Everything you need to know about Apple's T2 chip in the 2018 Mac mini and MacBook Air
Apple's custom T2 chip recently made its way from the iMac Pro to the 2018 MacBook Pro, where it is responsible for a lot more than people think. AppleInsider explains everything you need to know about it.
Editor's note: This piece first ran shortly after the MacBook Pro added the T2 chip. However, given its inclusion in the new MacBook Air and Mac mini, a refresher is in order. The article also includes new information from Apple regarding the T2's capabilities.
First off, the T2 is an upgrade from the T1 that launched inside the 2016 MacBook Pro. The T1 chip's main purpose was running the System Management Controller (SMC), and the Touch ID sensor within the Touch Bar. A Secure Enclave co-processor handles encryption of fingerprints, and plays a gatekeeper to microphone and FaceTime HD camera access.
The newer T2 takes care of the exact same tasks as the T1, but adds an image signal processor, audio controller, and a mass storage controller that includes a dedicated AES engine for encryption.
Apple says the image signal processor works with the FaceTime HD camera to enable enhanced tone mapping, improved exposure control, and face-based auto-exposure, as well as automatic white balancing. As you can see in our video, white balancing is indeed much better, exposure is improved, and the detail in hair and eyes no longer gets crushed by dark shadows.
We've also noticed a pretty big difference in microphone quality, thanks to the T2's audio controller, which processes signals that ultimately end up at the MacBook's stereo speakers. That probably contributes to the better sound output found in this year's MacBook Pro models. On top of that, the T2 chip adds "Hey Siri" support.
Thanks to the new SSD controller, the T2 automatically encrypts your drive regardless of whether you have FileVault on or not. Apple recommends that you do enable it, however, for added security. Without FileVault, your encrypted SSDs will automatically mount and decrypt without a password when connected to your Mac.
The T2's encryption uses dedicated Apple-designed silicon instead of a third-party processor. There are two benefits to this, the first being the fact that your data never reaches the Intel processor, so it's more secure. The second is that by using dedicated hardware, there's no effect on SSD performance.
After enabling FileVault on the 2017 MacBook Pro, which lacks the T2, we were told we would have to wait a full day for encryption to finish — and that if we suddenly decided against it, we wouldn't be able disable it until the process was complete. Even once it finished, storage read speeds dipped significantly.
On the 2018 MacBook Pro enabling FileVault is instantaneous, with no change in subsequent speeds at all.
The biggest security enhancement may actually be Secure Boot. This makes sure that only a legitimate, trusted operating system loads at startup. By default it's in Full Security mode, allowing only your current OS or signed OS software trusted by Apple to run. It also disallows booting from external media, such as USB or Thunderbolt drives.

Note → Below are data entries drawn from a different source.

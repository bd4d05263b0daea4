//! Transmission configuration and its validation

use crate::constants::{
    DEFAULT_CHIP, DEFAULT_FORMAT, DEFAULT_PULSE_US, DEFAULT_SPACE_US, MAX_PULSE_US, MIN_PULSE_US,
};
use crate::error::WiegandError;
use crate::types::{FieldWidths, FormatPreset, ParityMode};
use alloc::string::{String, ToString};
use serde::{Deserialize, Serialize};

/// The two output lines, by GPIO offset
#[derive(Debug, Clone, Copy, PartialEq, Eq, Serialize, Deserialize)]
pub struct LinePair {
    /// Line pulsed for a 0 bit
    pub d0: u32,
    /// Line pulsed for a 1 bit
    pub d1: u32,
}

impl LinePair {
    /// Pair two distinct line offsets
    pub fn new(d0: u32, d1: u32) -> Result<Self, WiegandError> {
        if d0 == d1 {
            return Err(WiegandError::SameLine(d0));
        }
        Ok(Self { d0, d1 })
    }
}

/// Pulse width and spacing in microseconds
#[derive(Debug, Clone, Copy, PartialEq, Eq, Serialize, Deserialize)]
pub struct PulseTiming {
    /// Time a line is held low for one bit
    pub pulse_us: u32,
    /// Time both lines are held high after each pulse
    pub space_us: u32,
}

impl PulseTiming {
    /// Create validated timing
    pub fn new(pulse_us: u32, space_us: u32) -> Result<Self, WiegandError> {
        let timing = Self { pulse_us, space_us };
        timing.validate()?;
        Ok(timing)
    }

    /// Check the pulse range and that spacing is not shorter than the pulse
    pub fn validate(&self) -> Result<(), WiegandError> {
        if !(MIN_PULSE_US..=MAX_PULSE_US).contains(&self.pulse_us) {
            return Err(WiegandError::PulseOutOfRange {
                value: self.pulse_us,
                min: MIN_PULSE_US,
                max: MAX_PULSE_US,
            });
        }
        if self.space_us < self.pulse_us {
            return Err(WiegandError::SpacingTooShort {
                pulse_us: self.pulse_us,
                space_us: self.space_us,
            });
        }
        Ok(())
    }
}

impl Default for PulseTiming {
    fn default() -> Self {
        Self {
            pulse_us: DEFAULT_PULSE_US,
            space_us: DEFAULT_SPACE_US,
        }
    }
}

/// Facility/card input under a format
#[derive(Debug, Clone, Copy, PartialEq, Eq, Serialize, Deserialize)]
pub struct FieldSpec {
    /// Format identifier used when no explicit widths are given
    pub format: u32,
    /// Explicit widths overriding the format preset
    pub widths: Option<FieldWidths>,
    /// Facility code
    pub facility: u64,
    /// Card code
    pub card: u64,
}

impl FieldSpec {
    /// Facility/card values under a format preset
    pub fn new(format: u32, facility: u64, card: u64) -> Self {
        Self {
            format,
            widths: None,
            facility,
            card,
        }
    }

    /// Override the preset widths
    pub fn with_widths(mut self, widths: FieldWidths) -> Self {
        self.widths = Some(widths);
        self
    }

    /// Explicit widths if given, otherwise the format preset
    pub fn resolve_widths(&self) -> Result<FieldWidths, WiegandError> {
        match self.widths {
            Some(widths) => Ok(widths),
            None => Ok(FormatPreset::from_id(self.format)?.widths()),
        }
    }
}

impl Default for FieldSpec {
    fn default() -> Self {
        Self::new(DEFAULT_FORMAT, 0, 0)
    }
}

/// Where the data bits come from
#[derive(Debug, Clone, PartialEq, Eq, Serialize, Deserialize)]
pub enum FrameSource {
    /// Literal bit pattern, hex (`0x..`) or binary
    Raw(String),
    /// Facility and card codes
    Fields(FieldSpec),
}

impl Default for FrameSource {
    fn default() -> Self {
        FrameSource::Fields(FieldSpec::default())
    }
}

/// Everything needed for one encode-and-transmit run
#[derive(Debug, Clone, PartialEq, Eq, Serialize, Deserialize)]
pub struct TxConfig {
    /// GPIO chip identifier
    pub chip: String,
    /// Output lines
    pub lines: LinePair,
    /// Data bit source
    pub source: FrameSource,
    /// Parity policy
    pub parity: ParityMode,
    /// Expected total frame length, if any
    pub frame_bits: Option<usize>,
    /// Pulse timing
    pub timing: PulseTiming,
}

impl TxConfig {
    /// Start building a configuration
    pub fn builder() -> TxConfigBuilder {
        TxConfigBuilder::default()
    }

    /// Re-run the checks performed by [`TxConfigBuilder::build`]
    ///
    /// Needed for configurations that did not come from the builder, such as
    /// deserialized or hand-assembled ones.
    pub fn validate(&self) -> Result<(), WiegandError> {
        LinePair::new(self.lines.d0, self.lines.d1)?;
        self.timing.validate()
    }
}

/// Builder for [`TxConfig`]
///
/// `build` validates line offsets and timing before anything is encoded.
#[derive(Debug, Clone, Default)]
pub struct TxConfigBuilder {
    chip: Option<String>,
    d0: Option<u32>,
    d1: Option<u32>,
    fields: FieldSpec,
    raw_bits: Option<String>,
    parity: ParityMode,
    frame_bits: Option<usize>,
    timing: PulseTiming,
}

impl TxConfigBuilder {
    /// Set the GPIO chip identifier
    pub fn chip(mut self, chip: impl Into<String>) -> Self {
        self.chip = Some(chip.into());
        self
    }

    /// Set the line pulsed for 0 bits
    pub fn d0(mut self, offset: u32) -> Self {
        self.d0 = Some(offset);
        self
    }

    /// Set the line pulsed for 1 bits
    pub fn d1(mut self, offset: u32) -> Self {
        self.d1 = Some(offset);
        self
    }

    /// Set the format identifier
    pub fn format(mut self, format: u32) -> Self {
        self.fields.format = format;
        self
    }

    /// Set the facility code
    pub fn facility(mut self, facility: u64) -> Self {
        self.fields.facility = facility;
        self
    }

    /// Set the card code
    pub fn card(mut self, card: u64) -> Self {
        self.fields.card = card;
        self
    }

    /// Override the preset widths
    pub fn widths(mut self, widths: FieldWidths) -> Self {
        self.fields.widths = Some(widths);
        self
    }

    /// Use a raw bit literal; field settings are then ignored
    pub fn raw_bits(mut self, raw: impl Into<String>) -> Self {
        self.raw_bits = Some(raw.into());
        self
    }

    /// Set the parity policy
    pub fn parity(mut self, parity: ParityMode) -> Self {
        self.parity = parity;
        self
    }

    /// Require the encoded frame to have exactly this many bits
    pub fn frame_bits(mut self, frame_bits: usize) -> Self {
        self.frame_bits = Some(frame_bits);
        self
    }

    /// Set the pulse width
    pub fn pulse_us(mut self, pulse_us: u32) -> Self {
        self.timing.pulse_us = pulse_us;
        self
    }

    /// Set the spacing after each pulse
    pub fn space_us(mut self, space_us: u32) -> Self {
        self.timing.space_us = space_us;
        self
    }

    /// Validate and build the configuration
    pub fn build(self) -> Result<TxConfig, WiegandError> {
        let d0 = self.d0.ok_or(WiegandError::MissingLine("d0"))?;
        let d1 = self.d1.ok_or(WiegandError::MissingLine("d1"))?;
        let lines = LinePair::new(d0, d1)?;
        self.timing.validate()?;

        let source = match self.raw_bits {
            Some(raw) => FrameSource::Raw(raw),
            None => FrameSource::Fields(self.fields),
        };

        Ok(TxConfig {
            chip: self.chip.unwrap_or_else(|| DEFAULT_CHIP.to_string()),
            lines,
            source,
            parity: self.parity,
            frame_bits: self.frame_bits,
            timing: self.timing,
        })
    }
}

#[cfg(test)]
mod tests {
    use super::*;

    #[test]
    fn test_builder_defaults() {
        let cfg = TxConfig::builder().d0(17).d1(27).build().unwrap();
        assert_eq!(cfg.chip, "gpiochip0");
        assert_eq!(cfg.parity, ParityMode::Standard);
        assert_eq!(cfg.timing, PulseTiming::new(50, 1000).unwrap());
        assert_eq!(cfg.source, FrameSource::Fields(FieldSpec::new(26, 0, 0)));
        assert_eq!(cfg.frame_bits, None);
    }

    #[test]
    fn test_missing_lines() {
        assert_eq!(
            TxConfig::builder().d1(3).build(),
            Err(WiegandError::MissingLine("d0"))
        );
        assert_eq!(
            TxConfig::builder().d0(3).build(),
            Err(WiegandError::MissingLine("d1"))
        );
    }

    #[test]
    fn test_same_line_rejected() {
        assert_eq!(
            TxConfig::builder().d0(4).d1(4).build(),
            Err(WiegandError::SameLine(4))
        );
    }

    #[test]
    fn test_pulse_bounds() {
        assert!(PulseTiming::new(10, 1000).is_err());
        assert!(PulseTiming::new(19, 1000).is_err());
        assert!(PulseTiming::new(20, 20).is_ok());
        assert!(PulseTiming::new(5000, 5000).is_ok());
        assert!(PulseTiming::new(5001, 6000).is_err());
    }

    #[test]
    fn test_spacing_shorter_than_pulse() {
        assert_eq!(
            PulseTiming::new(100, 99),
            Err(WiegandError::SpacingTooShort {
                pulse_us: 100,
                space_us: 99
            })
        );
    }

    #[test]
    fn test_validate_catches_modified_config() {
        let cfg = TxConfig::builder().d0(1).d1(2).build().unwrap();
        assert_eq!(cfg.validate(), Ok(()));

        let mut same = cfg.clone();
        same.lines = LinePair { d0: 6, d1: 6 };
        assert_eq!(same.validate(), Err(WiegandError::SameLine(6)));

        let mut fast = cfg;
        fast.timing.pulse_us = 10;
        assert!(matches!(
            fast.validate(),
            Err(WiegandError::PulseOutOfRange { value: 10, .. })
        ));
    }

    #[test]
    fn test_raw_bits_take_precedence() {
        let cfg = TxConfig::builder()
            .d0(1)
            .d1(2)
            .format(99)
            .facility(1 << 40)
            .raw_bits("0xA5")
            .build()
            .unwrap();
        assert_eq!(cfg.source, FrameSource::Raw("0xA5".into()));
    }
}
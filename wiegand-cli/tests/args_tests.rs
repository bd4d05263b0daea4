use clap::{error::ErrorKind, Parser};

use wiegand_cli::Cli;
use wiegand_core::{FieldSpec, FieldWidths, FrameSource, ParityMode, WiegandError};

fn parse(args: &[&str]) -> Cli {
    let mut argv = vec!["wiegand-tx"];
    argv.extend_from_slice(args);
    Cli::try_parse_from(argv).unwrap()
}

#[test]
fn defaults_match_documented_values() {
    let cli = parse(&["--d0", "17", "--d1", "27"]);
    let cfg = cli.tx.to_config().unwrap();

    assert_eq!(cfg.chip, "gpiochip0");
    assert_eq!(cfg.parity, ParityMode::Standard);
    assert_eq!(cfg.timing.pulse_us, 50);
    assert_eq!(cfg.timing.space_us, 1000);
    assert_eq!(cfg.frame_bits, None);
    assert_eq!(cfg.source, FrameSource::Fields(FieldSpec::new(26, 0, 0)));
    assert!(!cli.dry_run);
}

#[test]
fn lines_are_required() {
    let err = Cli::try_parse_from(["wiegand-tx", "--d0", "17"]).unwrap_err();
    assert_eq!(err.kind(), ErrorKind::MissingRequiredArgument);
}

#[test]
fn unknown_parity_is_usage_error() {
    let err = Cli::try_parse_from(["wiegand-tx", "--d0", "1", "--d1", "2", "--parity", "mark"])
        .unwrap_err();
    assert_eq!(err.kind(), ErrorKind::ValueValidation);
}

#[test]
fn parity_names() {
    for (name, mode) in [
        ("std", ParityMode::Standard),
        ("none", ParityMode::None),
        ("whole-even", ParityMode::WholeEven),
        ("whole-odd", ParityMode::WholeOdd),
    ] {
        let cli = parse(&["--d0", "1", "--d1", "2", "--parity", name]);
        assert_eq!(cli.tx.parity, mode);
    }
}

#[test]
fn hex_field_values_and_width_override() {
    let cli = parse(&[
        "--d0", "1", "--d1", "2", "--format", "99", "--facility", "0xFF", "--card", "42",
        "--facility-bits", "12", "--card-bits", "20",
    ]);
    let cfg = cli.tx.to_config().unwrap();
    assert_eq!(
        cfg.source,
        FrameSource::Fields(FieldSpec::new(99, 255, 42).with_widths(FieldWidths::new(12, 20)))
    );
}

#[test]
fn partial_width_override_falls_back_to_preset() {
    let cli = parse(&["--d0", "1", "--d1", "2", "--facility-bits", "12"]);
    let cfg = cli.tx.to_config().unwrap();
    assert_eq!(cfg.source, FrameSource::Fields(FieldSpec::new(26, 0, 0)));
}

#[test]
fn raw_bits_replace_fields() {
    let cli = parse(&["--d0", "1", "--d1", "2", "--raw-bits", "1010_0101", "--facility", "7"]);
    let cfg = cli.tx.to_config().unwrap();
    assert_eq!(cfg.source, FrameSource::Raw("1010_0101".to_string()));
}

#[test]
fn config_validation_errors() {
    let same = parse(&["--d0", "5", "--d1", "5"]);
    assert_eq!(same.tx.to_config(), Err(WiegandError::SameLine(5)));

    let short_pulse = parse(&["--d0", "1", "--d1", "2", "--pulse-us", "10"]);
    assert!(matches!(
        short_pulse.tx.to_config(),
        Err(WiegandError::PulseOutOfRange { value: 10, .. })
    ));

    let short_space = parse(&["--d0", "1", "--d1", "2", "--pulse-us", "200", "--space-us", "100"]);
    assert!(matches!(
        short_space.tx.to_config(),
        Err(WiegandError::SpacingTooShort { .. })
    ));
}

#[test]
fn json_requires_dry_run() {
    assert!(Cli::try_parse_from(["wiegand-tx", "--d0", "1", "--d1", "2", "--json"]).is_err());
    let cli = parse(&["--d0", "1", "--d1", "2", "--dry-run", "--json"]);
    assert!(cli.json);
}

This offers huge protection from hackers who could potentially boot into a different operating system in order to steal your data. Although not recommended, you can change these settings within macOS Recovery mode.
Since Apple's custom T-series chips are integrating an increasing number of system controllers, it may be making it easier than ever for Apple to switch over to their own line of processors and ditch Intel for good. And seeing as Intel has once again delayed delivery of their 10-nanometer processors, an architecture Apple has been on for over a year with its A-series processors on iPhones, a switch doesn't seem like a bad idea.
In the long run, Apple's chips could mean the end of the "Hackintosh," which is basically a Windows PC packed with macOS-compatible hardware that is able to run macOS after some user hacks. The System Management Controller in the T2 is able to identify when it's running on non-Apple hardware, and if Apple requires a T2 validation in macOS after it spreads across the entire line, it could release an OS that simply won't run without the technology.
Apple's T2 Overview
To coincide with 2018's MacBook Air and Mac mini refreshes, Apple published a T2 Security Chip Overview (PDF link) detailing the Mac-specific hardware feature. While much of the white paper is a retread of information made available through Apple's own marketing materials, there are a few nuggets that offer insight into lesser known capabilities.
For example, the T2 chip physically disables the microphone when a laptop lid is closed, effectively defeating potential remote surveillance hacks.
"All Mac portables with the Apple T2 Security Chip feature a hardware disconnect that ensures that the microphone is disabled whenever the lid is closed. This disconnect is implemented in hardware alone, and therefore prevents any software, even with root or kernel privileges in macOS, and even the software on the T2 chip, from engaging the microphone when the lid is closed," Apple says.
Onboard cameras are left untouched, however, as Apple notes a closed lid also completely obscures that component's field of view.